ライフスタイルの多様化に伴い、「物の豊かさ」がある程度充足された今日、生きがいやゆとり創出など「心の豊かさ」を志向する動きが高まってきている。

観光においても、従来のただ「みる」だけの観光から、地域の自然や地域の人々の温かい心に触れ、体験し、交流・連携を行う観光へと転換しつつある。

第2章で検証したとおり中球磨地域を訪れる観光客・ビジネス客数で交流と連携の状況をみると、人口の約10倍程度の人達が当地域を訪れているが、県全体、そして球磨郡全体ではいずれも人口の25倍以上の人達が地域を訪れており、交流人口の面からみると、当地域では未だ他地域との「交流と連携」が高まっているとは言えないようである。

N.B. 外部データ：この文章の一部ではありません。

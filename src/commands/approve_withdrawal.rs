use std::{
    future::Future,
    pin::Pin,
    task::{Context, Poll},
};

use crate::{
    domain::{ledger::Allocation, to_metadata},
    ports::{
        database::{ChangeSet, DatabasePort},
        directory::DirectoryPort,
        membership::MembershipPort,
    },
};
use serde::Serialize;
use serde_json::json;
use tower::Service;
use tracing::{info, warn};
use uuid::Uuid;

use super::{DomainLogic, Error};

/// Review decision accepting a withdrawal
#[derive(Debug, Clone, PartialEq)]
pub struct ApproveWithdrawalRequest {
    /// Identifier of the withdrawal in the approval workflow
    pub withdrawal_id: String,
    pub user_id: Uuid,
    pub reviewer_id: String,
    pub reviewer_email: String,
    /// Allocations returned when the points were reserved
    pub allocations: Vec<Allocation>,
}

#[derive(Debug, Clone, PartialEq, Serialize)]
pub struct ApproveWithdrawalResponse {
    pub withdrawal_id: String,
    pub withdrawal_transaction_id: Option<Uuid>,
    pub transactions_updated: usize,
}

impl<D, U, M> Service<ApproveWithdrawalRequest> for DomainLogic<D, U, M>
where
    D: DatabasePort + 'static,
    U: DirectoryPort + 'static,
    M: MembershipPort + 'static,
{
    type Response = ApproveWithdrawalResponse;
    type Error = Error;
    type Future = Pin<Box<dyn Future<Output = Result<Self::Response, Self::Error>> + Send>>;

    fn poll_ready(&mut self, _cx: &mut Context<'_>) -> Poll<Result<(), Self::Error>> {
        Poll::Ready(Ok(()))
    }

    fn call(&mut self, req: ApproveWithdrawalRequest) -> Self::Future {
        let this = self.clone();
        Box::pin(async move {
            let this = &this;
            let req = &req;

            let resolution = this
                .with_ledger_retry(req.user_id, || async move {
                    let now = this.clock.now();
                    let ledger = this.existing_ledger(req.user_id).await?;
                    let notes = to_metadata(json!({
                        "withdrawalId": req.withdrawal_id,
                        "approvedBy": req.reviewer_id,
                        "approvedByEmail": req.reviewer_email,
                        "approvedAt": now,
                    }));
                    let resolution = ledger.approve(&req.allocations, notes)?;
                    this.database
                        .commit(ChangeSet {
                            ledger: Some(resolution.update.clone()),
                            volume: None,
                            now,
                        })
                        .await?;
                    Ok::<_, Error>(resolution)
                })
                .await?;

            if resolution.withdrawal_transaction_id.is_none() {
                warn!(
                    user_id = %req.user_id,
                    withdrawal_id = %req.withdrawal_id,
                    "no pending withdrawal transaction to complete"
                );
            }
            info!(
                user_id = %req.user_id,
                withdrawal_id = %req.withdrawal_id,
                reviewer_id = %req.reviewer_id,
                "withdrawal approved"
            );
            Ok(ApproveWithdrawalResponse {
                withdrawal_id: req.withdrawal_id.clone(),
                withdrawal_transaction_id: resolution.withdrawal_transaction_id,
                transactions_updated: req.allocations.len(),
            })
        })
    }
}

#[cfg(test)]
mod tests {
    use super::*;
    use crate::{
        adapters::database::memory::MemoryDatabase,
        commands::{
            credit_points::CreditPointsRequest,
            reserve_withdrawal::ReserveWithdrawalRequest,
            testing::{domain, user},
        },
        domain::{ledger::Earning, Metadata, TransactionStatus},
        ports::{directory::MockDirectoryPort, membership::MockMembershipPort},
    };
    use mockall::predicate::*;
    use rstest::*;
    use rust_decimal::Decimal;
    use rust_decimal_macros::dec;
    use speculoos::prelude::*;
    use tower::{BoxError, ServiceExt};

    type Domain = DomainLogic<MemoryDatabase, MockDirectoryPort, MockMembershipPort>;

    #[fixture]
    fn user_id() -> Uuid {
        Uuid::new_v4()
    }

    fn setup(user_id: Uuid) -> (MemoryDatabase, Domain) {
        let mut directory = MockDirectoryPort::new();
        directory
            .expect_get_user()
            .with(eq(user_id))
            .returning(|id| Ok(user(id)));
        let database = MemoryDatabase::default();
        let domain = domain(database.clone(), directory, MockMembershipPort::new());
        (database, domain)
    }

    async fn earn(domain: &mut Domain, user_id: Uuid, amount: Decimal) -> Uuid {
        ServiceExt::<CreditPointsRequest>::ready(domain)
            .await
            .unwrap()
            .call(CreditPointsRequest {
                user_id,
                amount,
                kind: Earning::BinaryCommission,
                metadata: Metadata::new(),
                payment: None,
            })
            .await
            .unwrap()
            .id
    }

    fn approval(user_id: Uuid, allocations: Vec<Allocation>) -> ApproveWithdrawalRequest {
        ApproveWithdrawalRequest {
            withdrawal_id: "wd-1".to_string(),
            user_id,
            reviewer_id: "admin-9".to_string(),
            reviewer_email: "admin@example.com".to_string(),
            allocations,
        }
    }

    #[rstest]
    #[tokio::test]
    async fn test_approve_archives_drained_transaction(user_id: Uuid) -> Result<(), BoxError> {
        // GIVEN 100 earned and fully reserved
        let (database, mut domain) = setup(user_id);
        let earning = earn(&mut domain, user_id, dec!(100)).await;
        let reservation = ServiceExt::<ReserveWithdrawalRequest>::ready(&mut domain)
            .await?
            .call(ReserveWithdrawalRequest {
                user_id,
                amount: dec!(100),
            })
            .await?;
        let allocations = reservation.allocations.iter().map(Allocation::from).collect();

        // WHEN approving the withdrawal
        let res = ServiceExt::<ApproveWithdrawalRequest>::ready(&mut domain)
            .await?
            .call(approval(user_id, allocations))
            .await;

        // THEN
        // * the earning is collected and archived
        // * the withdrawal transaction is completed with reviewer details
        // * the balance is untouched by the approval
        assert_that!(res).is_ok().is_equal_to(ApproveWithdrawalResponse {
            withdrawal_id: "wd-1".to_string(),
            withdrawal_transaction_id: Some(reservation.withdrawal_transaction_id),
            transactions_updated: 1,
        });
        let earning = database.get_transaction(earning).await?;
        assert_that!(earning).is_some().matches(|t| {
            t.withdrawn_amount() == dec!(100) && t.pending_amount() == dec!(0) && t.is_archived()
        });
        let withdrawal = database
            .get_transaction(reservation.withdrawal_transaction_id)
            .await?;
        assert_that!(withdrawal).is_some().matches(|t| {
            t.status == TransactionStatus::Completed
                && t.metadata.get("approvedBy") == Some(&serde_json::Value::from("admin-9"))
        });
        let points = database.get_user_points(user_id).await?;
        assert_that!(points).is_some().matches(|p| {
            p.available_points() == dec!(0) && p.total_withdrawn_points() == dec!(100)
        });

        Ok(())
    }

    #[rstest]
    #[tokio::test]
    async fn test_approve_unknown_transaction(user_id: Uuid) -> Result<(), BoxError> {
        // GIVEN a user with a reservation
        let (database, mut domain) = setup(user_id);
        earn(&mut domain, user_id, dec!(50)).await;
        let reservation = ServiceExt::<ReserveWithdrawalRequest>::ready(&mut domain)
            .await?
            .call(ReserveWithdrawalRequest {
                user_id,
                amount: dec!(20),
            })
            .await?;

        // WHEN approving with an allocation that is not theirs
        let res = ServiceExt::<ApproveWithdrawalRequest>::ready(&mut domain)
            .await?
            .call(approval(
                user_id,
                vec![Allocation {
                    points_transaction_id: Uuid::new_v4(),
                    amount_used: dec!(20),
                }],
            ))
            .await;

        // THEN nothing is committed
        assert_that!(res)
            .is_err()
            .matches(|err| matches!(err, Error::NotFound(_)));
        let withdrawal = database
            .get_transaction(reservation.withdrawal_transaction_id)
            .await?;
        assert_that!(withdrawal)
            .is_some()
            .matches(|t| t.status == TransactionStatus::Pending);

        Ok(())
    }
}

当地域には、現在まで一つの取り組みだけで他地域から何万人もの人達が訪問するような資源はなかった。しかしながら、観光の形態が変わり、地域の人やモノと触れる交流を人々が求めるようになった現在では、「交流と連携による地域づくり」を目指し、産業や環境を含めた地域にある全ての自然資源・社会的なストックを活用し、交流人口を増やす工夫が必要になる。

地域の良さを積極的に外へ向かって発信し、交流人口が広がるためには、まず地域に住んでいる人が地域の良さを認識することが不可欠である。こうして「地域の誇り」を前面に出してゆき、都会と農村(中球磨)がお互いに活性化しあうような交流のあり方が今後重要となってくる。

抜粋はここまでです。